**RECORDS FOR THE TASK:**
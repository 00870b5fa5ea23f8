//! First-byte protocol sniffing for the hybrid listener.
//!
//! An HTTP request line always starts with an upper-case method name, while
//! a raw JSON-RPC peer starts with `{`, `[` or whitespace. The first chunk is
//! read once, inspected, and replayed in full to whichever handler takes the
//! connection.

use std::io;
use std::pin::Pin;
use std::task::{Context, Poll};

use bytes::{Buf, Bytes, BytesMut};
use pin_project::pin_project;
use tokio::io::{AsyncRead, AsyncReadExt, AsyncWrite, ReadBuf};

const PEEK_CAPACITY: usize = 4096;

/// Protocol spoken on an accepted hybrid connection
#[derive(Debug, Clone, Copy, PartialEq, Eq)]
pub enum Protocol {
    Http,
    Raw,
}

/// Bytes 65..=90 (`A`-`Z`) mean HTTP; anything else is raw JSON-RPC.
pub fn classify_first_byte(byte: u8) -> Protocol {
    if byte.is_ascii_uppercase() {
        Protocol::Http
    } else {
        Protocol::Raw
    }
}

/// Stream that yields `prefix` before reading from `inner`. Writes go
/// straight to `inner`.
#[pin_project]
#[derive(Debug)]
pub struct Rewind<S> {
    prefix: Option<Bytes>,
    #[pin]
    inner: S,
}

impl<S> Rewind<S> {
    pub fn new(inner: S, prefix: Bytes) -> Self {
        Self {
            prefix: (!prefix.is_empty()).then_some(prefix),
            inner,
        }
    }
}

impl<S: AsyncRead> AsyncRead for Rewind<S> {
    fn poll_read(
        self: Pin<&mut Self>,
        cx: &mut Context<'_>,
        buf: &mut ReadBuf<'_>,
    ) -> Poll<io::Result<()>> {
        let this = self.project();
        if let Some(mut prefix) = this.prefix.take() {
            let n = prefix.len().min(buf.remaining());
            buf.put_slice(&prefix[..n]);
            prefix.advance(n);
            if !prefix.is_empty() {
                *this.prefix = Some(prefix);
            }
            return Poll::Ready(Ok(()));
        }
        this.inner.poll_read(cx, buf)
    }
}

impl<S: AsyncWrite> AsyncWrite for Rewind<S> {
    fn poll_write(
        self: Pin<&mut Self>,
        cx: &mut Context<'_>,
        buf: &[u8],
    ) -> Poll<io::Result<usize>> {
        self.project().inner.poll_write(cx, buf)
    }

    fn poll_write_vectored(
        self: Pin<&mut Self>,
        cx: &mut Context<'_>,
        bufs: &[io::IoSlice<'_>],
    ) -> Poll<io::Result<usize>> {
        self.project().inner.poll_write_vectored(cx, bufs)
    }

    fn is_write_vectored(&self) -> bool {
        self.inner.is_write_vectored()
    }

    fn poll_flush(self: Pin<&mut Self>, cx: &mut Context<'_>) -> Poll<io::Result<()>> {
        self.project().inner.poll_flush(cx)
    }

    fn poll_shutdown(self: Pin<&mut Self>, cx: &mut Context<'_>) -> Poll<io::Result<()>> {
        self.project().inner.poll_shutdown(cx)
    }
}

/// Read the first chunk of `stream` and decide its protocol. Returns `None`
/// when the peer closes before sending anything.
pub async fn sniff<S>(mut stream: S) -> io::Result<Option<(Protocol, Rewind<S>)>>
where
    S: AsyncRead + Unpin,
{
    let mut peeked = BytesMut::with_capacity(PEEK_CAPACITY);
    if stream.read_buf(&mut peeked).await? == 0 {
        return Ok(None);
    }

    let protocol = classify_first_byte(peeked[0]);
    Ok(Some((protocol, Rewind::new(stream, peeked.freeze()))))
}

#[cfg(test)]
mod tests {
    use super::*;
    use tokio::io::AsyncWriteExt;

    #[test]
    fn test_first_byte_classification() {
        assert_eq!(classify_first_byte(b'G'), Protocol::Http);
        assert_eq!(classify_first_byte(b'P'), Protocol::Http);
        assert_eq!(classify_first_byte(65), Protocol::Http);
        assert_eq!(classify_first_byte(90), Protocol::Http);
        assert_eq!(classify_first_byte(b'{'), Protocol::Raw);
        assert_eq!(classify_first_byte(b'g'), Protocol::Raw);
        assert_eq!(classify_first_byte(64), Protocol::Raw);
        assert_eq!(classify_first_byte(91), Protocol::Raw);
    }

    #[tokio::test]
    async fn test_sniff_http_replays_bytes() {
        let (mut client, server) = tokio::io::duplex(1024);
        client.write_all(b"GET / HTTP/1.1\r\n\r\n").await.unwrap();
        drop(client);

        let (protocol, mut stream) = sniff(server).await.unwrap().unwrap();
        assert_eq!(protocol, Protocol::Http);

        let mut replayed = Vec::new();
        stream.read_to_end(&mut replayed).await.unwrap();
        assert_eq!(replayed, b"GET / HTTP/1.1\r\n\r\n");
    }

    #[tokio::test]
    async fn test_sniff_raw_replays_bytes_then_reads_more() {
        let (mut client, server) = tokio::io::duplex(1024);
        client.write_all(b"{\"id\":").await.unwrap();

        let (protocol, mut stream) = sniff(server).await.unwrap().unwrap();
        assert_eq!(protocol, Protocol::Raw);

        client.write_all(b"1}").await.unwrap();
        drop(client);

        let mut replayed = Vec::new();
        stream.read_to_end(&mut replayed).await.unwrap();
        assert_eq!(replayed, b"{\"id\":1}");
    }

    #[tokio::test]
    async fn test_sniff_empty_connection() {
        let (client, server) = tokio::io::duplex(64);
        drop(client);
        assert!(sniff(server).await.unwrap().is_none());
    }

    #[tokio::test]
    async fn test_rewind_small_reads() {
        let (client, server) = tokio::io::duplex(64);
        drop(client);
        let mut stream = Rewind::new(server, Bytes::from_static(b"abcdef"));

        let mut buf = [0u8; 4];
        let n = stream.read(&mut buf).await.unwrap();
        assert_eq!(&buf[..n], b"abcd");
        let n = stream.read(&mut buf).await.unwrap();
        assert_eq!(&buf[..n], b"ef");
        assert_eq!(stream.read(&mut buf).await.unwrap(), 0);
    }
}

**PROBLEM TO SOLVE:**
Pick out all lines from the data above in which the word "replayed" appears.

**REPLY TO THE TASK:**
//! read once, inspected, and replayed in full to whichever handler takes the
        let mut replayed = Vec::new();
        stream.read_to_end(&mut replayed).await.unwrap();
        assert_eq!(replayed, b"GET / HTTP/1.1\r\n\r\n");
        let mut replayed = Vec::new();
        stream.read_to_end(&mut replayed).await.unwrap();
        assert_eq!(replayed, b"{\"id\":1}");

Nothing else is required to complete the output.